There are more options for testing than ever before. VDH-funded testing is usually free or low-cost. Testing for STDs, HIV, mpox, and viral hepatitis is available throughout the state. This includes:
- local health departments,
- healthcare clinics,
- community-based organizations,
- and pharmacies.
There is no wrong door to testing!
Find out what works best for you and make testing part of your normal healthcare routine. Use our page to find information, testing resources, and what next steps are after testing.

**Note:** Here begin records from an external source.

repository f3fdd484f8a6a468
use std::sync::Arc;

use axum::extract::State;
use axum::http::HeaderMap;
use axum::Json;
use serde::Deserialize;

use crate::errors::AppError;
use crate::models::Booking;
use crate::services::transfer;
use crate::state::AppState;

use super::check_auth;

// POST /api/details/open — hand the selected booking across the
// navigation boundary, transfer-encoded.
#[derive(Deserialize)]
pub struct OpenRequest {
    pub payload: String,
}

pub async fn open(
    State(state): State<Arc<AppState>>,
    headers: HeaderMap,
    Json(body): Json<OpenRequest>,
) -> Result<Json<Booking>, AppError> {
    check_auth(&headers, &state.config)?;

    let booking =
        transfer::decode_booking(&body.payload).map_err(|e| AppError::Validation(e.to_string()))?;
    state.details.set_booking(booking.clone());
    Ok(Json(booking))
}

// GET /api/details
pub async fn current(
    State(state): State<Arc<AppState>>,
    headers: HeaderMap,
) -> Result<Json<Booking>, AppError> {
    check_auth(&headers, &state.config)?;

    state
        .details
        .booking()
        .map(Json)
        .ok_or_else(|| AppError::NotFound("no booking selected".to_string()))
}

// POST /api/details/confirm
pub async fn confirm(
    State(state): State<Arc<AppState>>,
    headers: HeaderMap,
) -> Result<Json<serde_json::Value>, AppError> {
    check_auth(&headers, &state.config)?;

    let (booking, draft) = state.details.confirm_booking()?;
    tracing::info!(id = %booking.id, "booking confirmed");
    Ok(Json(serde_json::json!({ "booking": booking, "draft": draft })))
}

// POST /api/details/cancel
pub async fn cancel(
    State(state): State<Arc<AppState>>,
    headers: HeaderMap,
) -> Result<Json<serde_json::Value>, AppError> {
    check_auth(&headers, &state.config)?;

    let (booking, draft) = state.details.cancel_booking()?;
    tracing::info!(id = %booking.id, "booking cancelled");
    Ok(Json(serde_json::json!({ "booking": booking, "draft": draft })))
}
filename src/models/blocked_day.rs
use serde::{Deserialize, Serialize};

/// The six bookable one-hour slots shown in the schedule editor.
pub const TIME_SLOTS: [&str; 6] = [
    "10:00-11:00",
    "11:00-12:00",
    "12:00-13:00",
    "13:00-14:00",
    "14:00-15:00",
    "15:00-16:00",
];

/// Admin-declared unavailability for one calendar date, keyed by the
/// `dd.mm.yyyy` string. When `full_day` is set the `times` list is ignored
/// for blocking purposes and may go stale; it is not cleared automatically.
#[derive(Debug, Clone, PartialEq, Serialize, Deserialize, Default)]
#[serde(default)]
pub struct BlockedDay {
    pub date: String,
    pub full_day: bool,
    pub times: Vec<String>,
}

impl BlockedDay {
    /// The record synthesized when no document exists for a date yet.
    pub fn empty(date: &str) -> Self {
        Self {
            date: date.to_string(),
            full_day: false,
            times: Vec::new(),
        }
    }

    pub fn toggle_full_day(&mut self) {
        self.full_day = !self.full_day;
    }

    /// Adds the slot if absent, removes it otherwise. Slot strings are not
    /// checked against [`TIME_SLOTS`]; the editor only ever offers those six.
    pub fn toggle_time_slot(&mut self, slot: &str) {
        if let Some(pos) = self.times.iter().position(|t| t == slot) {
            self.times.remove(pos);
        } else {
            self.times.push(slot.to_string());
        }
    }
}

#[cfg(test)]
mod tests {
    use super::*;

    #[test]
    fn test_toggle_time_slot_involution() {
        let mut day = BlockedDay {
            date: "01.01.2026".to_string(),
            full_day: false,
            times: vec![],
        };

        day.toggle_time_slot("10:00-11:00");
        assert_eq!(day.times, vec!["10:00-11:00".to_string()]);

        day.toggle_time_slot("10:00-11:00");
        assert!(day.times.is_empty());
    }

    #[test]
    fn test_toggle_full_day_involution() {
        let mut day = BlockedDay::empty("01.01.2026");
        day.toggle_full_day();
        assert!(day.full_day);
        day.toggle_full_day();
        assert!(!day.full_day);
    }

    #[test]
    fn test_toggle_keeps_other_slots() {
        let mut day = BlockedDay::empty("02.01.2026");
        day.toggle_time_slot("10:00-11:00");
        day.toggle_time_slot("14:00-15:00");
        day.toggle_time_slot("10:00-11:00");
        assert_eq!(day.times, vec!["14:00-15:00".to_string()]);
    }
}
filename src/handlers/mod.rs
pub mod auth;
pub mod bookings;
pub mod calendar;
pub mod details;
pub mod health;
pub mod notifications;
pub mod schedule;

use axum::http::HeaderMap;

use crate::config::AppConfig;
use crate::errors::AppError;
use crate::services;

pub fn check_auth(headers: &HeaderMap, config: &AppConfig) -> Result<(), AppError> {
    let auth = headers
        .get("authorization")
        .and_then(|v| v.to_str().ok())
        .unwrap_or("");

    let token = auth.strip_prefix("Bearer ").unwrap_or("");
    if !services::auth::verify_token(&config.session_secret, token) {
        return Err(AppError::Unauthorized);
    }
    Ok(())
}
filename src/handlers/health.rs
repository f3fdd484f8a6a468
use axum::Json;

pub async fn health() -> Json<serde_json::Value> {
    Json(serde_json::json!({ "status": "ok" }))
}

Where Can I Get Tested in Virginia?
There are over 100 local health departments that offer testing services. This includes STD, HIV, mpox, and viral hepatitis testing. Testing at local health departments is laboratory-based. This means that you will have your blood drawn. You will have to return to receive your results a different day.
These services are available for free or at low-cost. The cost depends on your income. VDH requires health insurance information and proof of household income for services. This information determines if you are eligible for a discount in services. If you do not have insurance/income information, please ask the front desk staff for more information at the location you visit.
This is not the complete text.